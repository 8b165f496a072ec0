use std::sync::{
    Arc, Mutex, PoisonError,
    atomic::{AtomicUsize, Ordering},
};

use argmin::core::{CostFunction, Error as ArgminError, Gradient, Hessian};
use curvefit_core::BoxError;

use super::settings::Settings;

/// Why the problem wrapper refused to continue a run.
#[derive(Debug, Clone, Copy, PartialEq, Eq)]
pub(super) enum Halt {
    Budget,
    Observer,
}

#[derive(Debug)]
struct Best {
    x: Vec<f64>,
    f: f64,
}

/// Counters and the best point, shared by the problem wrapper, the observer
/// relay, and the caller that reads them after the run.
#[derive(Debug)]
pub(super) struct Record {
    evaluations: AtomicUsize,
    gradients: AtomicUsize,
    hessians: AtomicUsize,
    iterations: AtomicUsize,
    best: Mutex<Best>,
    halt: Mutex<Option<Halt>>,
    failure: Mutex<Option<BoxError>>,
}

impl Record {
    pub(super) fn new(x0: &[f64]) -> Self {
        Self {
            evaluations: AtomicUsize::new(0),
            gradients: AtomicUsize::new(0),
            hessians: AtomicUsize::new(0),
            iterations: AtomicUsize::new(0),
            best: Mutex::new(Best {
                x: x0.to_vec(),
                f: f64::INFINITY,
            }),
            halt: Mutex::new(None),
            failure: Mutex::new(None),
        }
    }

    pub(super) fn evaluations(&self) -> usize {
        self.evaluations.load(Ordering::Relaxed)
    }

    pub(super) fn gradients(&self) -> usize {
        self.gradients.load(Ordering::Relaxed)
    }

    pub(super) fn hessians(&self) -> usize {
        self.hessians.load(Ordering::Relaxed)
    }

    pub(super) fn iterations(&self) -> usize {
        self.iterations.load(Ordering::Relaxed)
    }

    /// Counts one completed iteration and returns the new total.
    pub(super) fn next_iteration(&self) -> usize {
        self.iterations.fetch_add(1, Ordering::Relaxed) + 1
    }

    /// The best point evaluated so far and its value.
    pub(super) fn best(&self) -> (Vec<f64>, f64) {
        let best = self.best.lock().unwrap_or_else(PoisonError::into_inner);
        (best.x.clone(), best.f)
    }

    fn offer(&self, x: &[f64], f: f64) {
        let mut best = self.best.lock().unwrap_or_else(PoisonError::into_inner);
        if f < best.f {
            best.x.clear();
            best.x.extend_from_slice(x);
            best.f = f;
        }
    }

    /// Records why the run must stop. The first reason wins.
    pub(super) fn halt(&self, reason: Halt) {
        let mut halt = self.halt.lock().unwrap_or_else(PoisonError::into_inner);
        halt.get_or_insert(reason);
    }

    pub(super) fn halted(&self) -> Option<Halt> {
        *self.halt.lock().unwrap_or_else(PoisonError::into_inner)
    }

    fn fail(&self, error: BoxError) {
        let mut failure = self.failure.lock().unwrap_or_else(PoisonError::into_inner);
        failure.get_or_insert(error);
    }

    /// Takes the objective's error, if an evaluation failed.
    pub(super) fn take_failure(&self) -> Option<BoxError> {
        self.failure
            .lock()
            .unwrap_or_else(PoisonError::into_inner)
            .take()
    }
}

/// The objective as seen by the numerical engine.
///
/// Every evaluated point is first projected into the bounds, and every
/// evaluation is counted against the budget. Derivatives are estimated with
/// finite differences of the projected objective.
pub(super) struct Tracked<'a> {
    objective: &'a dyn Fn(&[f64]) -> Result<f64, BoxError>,
    bounds: Option<&'a [(f64, f64)]>,
    settings: &'a Settings,
    record: Arc<Record>,
}

impl<'a> Tracked<'a> {
    pub(super) fn new(
        objective: &'a dyn Fn(&[f64]) -> Result<f64, BoxError>,
        bounds: Option<&'a [(f64, f64)]>,
        settings: &'a Settings,
        record: Arc<Record>,
    ) -> Self {
        Self {
            objective,
            bounds,
            settings,
            record,
        }
    }

    /// Clamps `x` into the bounds.
    pub(super) fn project(&self, x: &[f64]) -> Vec<f64> {
        match self.bounds {
            Some(bounds) => x
                .iter()
                .zip(bounds)
                .map(|(&v, &(lo, hi))| v.clamp(lo, hi))
                .collect(),
            None => x.to_vec(),
        }
    }

    /// Bounds of coordinate `i`, infinite when unbounded.
    pub(super) fn limits(&self, i: usize) -> (f64, f64) {
        self.bounds
            .map_or((f64::NEG_INFINITY, f64::INFINITY), |bounds| bounds[i])
    }

    /// Evaluates the objective at the projection of `x`.
    ///
    /// # Errors
    ///
    /// Fails once the budget is used up, or when the objective fails. The
    /// reason is kept in the shared [`Record`].
    pub(super) fn evaluate(&self, x: &[f64]) -> Result<f64, ArgminError> {
        if self.record.halted().is_some() {
            return Err(ArgminError::msg("run halted"));
        }
        if self.record.evaluations() >= self.settings.budget {
            self.record.halt(Halt::Budget);
            return Err(ArgminError::msg("evaluation budget exhausted"));
        }

        let x = self.project(x);
        self.record.evaluations.fetch_add(1, Ordering::Relaxed);
        match (self.objective)(&x) {
            Ok(f) => {
                self.record.offer(&x, f);
                Ok(f)
            }
            Err(error) => {
                self.record.fail(error);
                Err(ArgminError::msg("objective evaluation failed"))
            }
        }
    }

    fn central_difference(&self, x: &[f64]) -> Result<Vec<f64>, ArgminError> {
        let mut probe = x.to_vec();
        let mut grad = Vec::with_capacity(x.len());

        for i in 0..x.len() {
            let (lo, hi) = self.limits(i);
            let h = self.settings.step(x[i]);
            let up = (x[i] + h).min(hi);
            let down = (x[i] - h).max(lo);
            if up <= down {
                grad.push(0.0);
                continue;
            }

            probe[i] = up;
            let f_up = self.evaluate(&probe)?;
            probe[i] = down;
            let f_down = self.evaluate(&probe)?;
            probe[i] = x[i];

            let g = (f_up - f_down) / (up - down);
            // Components pushing out of the box are dropped.
            let blocked = (x[i] <= lo && g > 0.0) || (x[i] >= hi && g < 0.0);
            grad.push(if blocked { 0.0 } else { g });
        }

        Ok(grad)
    }
}

impl CostFunction for Tracked<'_> {
    type Param = Vec<f64>;
    type Output = f64;

    fn cost(&self, x: &Self::Param) -> Result<Self::Output, ArgminError> {
        self.evaluate(x)
    }
}

impl Gradient for Tracked<'_> {
    type Param = Vec<f64>;
    type Gradient = Vec<f64>;

    fn gradient(&self, x: &Self::Param) -> Result<Self::Gradient, ArgminError> {
        self.record.gradients.fetch_add(1, Ordering::Relaxed);
        self.central_difference(&self.project(x))
    }
}

impl Hessian for Tracked<'_> {
    type Param = Vec<f64>;
    type Hessian = Vec<Vec<f64>>;

    /// Second-order central differences of the objective.
    fn hessian(&self, x: &Self::Param) -> Result<Self::Hessian, ArgminError> {
        self.record.hessians.fetch_add(1, Ordering::Relaxed);
        let x = self.project(x);
        let n = x.len();
        let steps: Vec<f64> = x
            .iter()
            .map(|v| f64::EPSILON.powf(0.25) * v.abs().max(1.0))
            .collect();

        let center = self.evaluate(&x)?;
        let mut probe = x.clone();
        let mut at = |shifts: &[(usize, f64)]| {
            probe.copy_from_slice(&x);
            for &(i, delta) in shifts {
                probe[i] += delta;
            }
            self.evaluate(&probe)
        };

        let mut hess = vec![vec![0.0; n]; n];
        for i in 0..n {
            let h = steps[i];
            let forward = at(&[(i, h)])?;
            let backward = at(&[(i, -h)])?;
            hess[i][i] = (forward - 2.0 * center + backward) / (h * h);

            for j in 0..i {
                let k = steps[j];
                let pp = at(&[(i, h), (j, k)])?;
                let pm = at(&[(i, h), (j, -k)])?;
                let mp = at(&[(i, -h), (j, k)])?;
                let mm = at(&[(i, -h), (j, -k)])?;
                let value = (pp - pm - mp + mm) / (4.0 * h * k);
                hess[i][j] = value;
                hess[j][i] = value;
            }
        }

        Ok(hess)
    }
}

#[cfg(test)]
mod tests {
    use approx::assert_relative_eq;
    use curvefit_core::Options;

    use super::*;
    use crate::minimize::Method;

    fn quadratic(x: &[f64]) -> Result<f64, BoxError> {
        Ok(x[0] * x[0] + 3.0 * x[0] * x[1] + 2.0 * x[1] * x[1])
    }

    fn settings(budget: usize) -> Settings {
        let options = Options::new().with("maxfun", budget);
        Settings::new(Method::Tnc, 2, &options).unwrap()
    }

    #[test]
    fn finite_differences_match_analytic_derivatives() {
        let settings = settings(1000);
        let record = Arc::new(Record::new(&[0.0, 0.0]));
        let problem = Tracked::new(&quadratic, None, &settings, Arc::clone(&record));

        let grad = problem.gradient(&vec![1.0, -1.0]).unwrap();
        assert_relative_eq!(grad[0], 2.0 - 3.0, epsilon = 1e-6);
        assert_relative_eq!(grad[1], 3.0 - 4.0, epsilon = 1e-6);

        let hess = problem.hessian(&vec![1.0, -1.0]).unwrap();
        assert_relative_eq!(hess[0][0], 2.0, epsilon = 1e-4);
        assert_relative_eq!(hess[0][1], 3.0, epsilon = 1e-4);
        assert_relative_eq!(hess[1][0], 3.0, epsilon = 1e-4);
        assert_relative_eq!(hess[1][1], 4.0, epsilon = 1e-4);

        assert_eq!(record.gradients(), 1);
        assert_eq!(record.hessians(), 1);
        assert_eq!(record.evaluations(), 4 + 9);
    }

    #[test]
    fn projects_points_and_blocks_outward_gradients() {
        let settings = settings(1000);
        let bounds = [(0.0, 1.0), (0.0, 1.0)];
        let record = Arc::new(Record::new(&[0.5, 0.5]));
        let sum = |x: &[f64]| Ok::<_, BoxError>(x[0] + x[1]);
        let problem = Tracked::new(&sum, Some(&bounds), &settings, Arc::clone(&record));

        assert_eq!(problem.cost(&vec![-1.0, 2.0]).unwrap(), 1.0);
        assert_eq!(record.best(), (vec![0.0, 1.0], 1.0));

        // At the lower bound the descent direction leaves the box.
        let grad = problem.gradient(&vec![0.0, 0.5]).unwrap();
        assert_eq!(grad[0], 0.0);
        assert_relative_eq!(grad[1], 1.0, epsilon = 1e-6);
    }

    #[test]
    fn budget_and_failures_halt_the_run() {
        let settings = settings(2);
        let record = Arc::new(Record::new(&[0.0, 0.0]));
        let problem = Tracked::new(&quadratic, None, &settings, Arc::clone(&record));

        problem.cost(&vec![1.0, 0.0]).unwrap();
        problem.cost(&vec![0.0, 0.0]).unwrap();
        assert!(problem.cost(&vec![0.5, 0.0]).is_err());
        assert_eq!(record.halted(), Some(Halt::Budget));
        assert_eq!(record.evaluations(), 2);
        assert_eq!(record.best(), (vec![0.0, 0.0], 0.0));

        let failing = |_: &[f64]| Err::<f64, BoxError>("no".into());
        let record = Arc::new(Record::new(&[0.0]));
        let problem = Tracked::new(&failing, None, &settings, Arc::clone(&record));
        assert!(problem.cost(&vec![0.0]).is_err());
        assert_eq!(record.take_failure().unwrap().to_string(), "no");
        assert_eq!(record.halted(), None);
    }
}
====
§ Task goal: The expected output is each line of the records above that includes the word "continue".

§ Solution to this exercise:
/// Why the problem wrapper refused to continue a run.
                continue;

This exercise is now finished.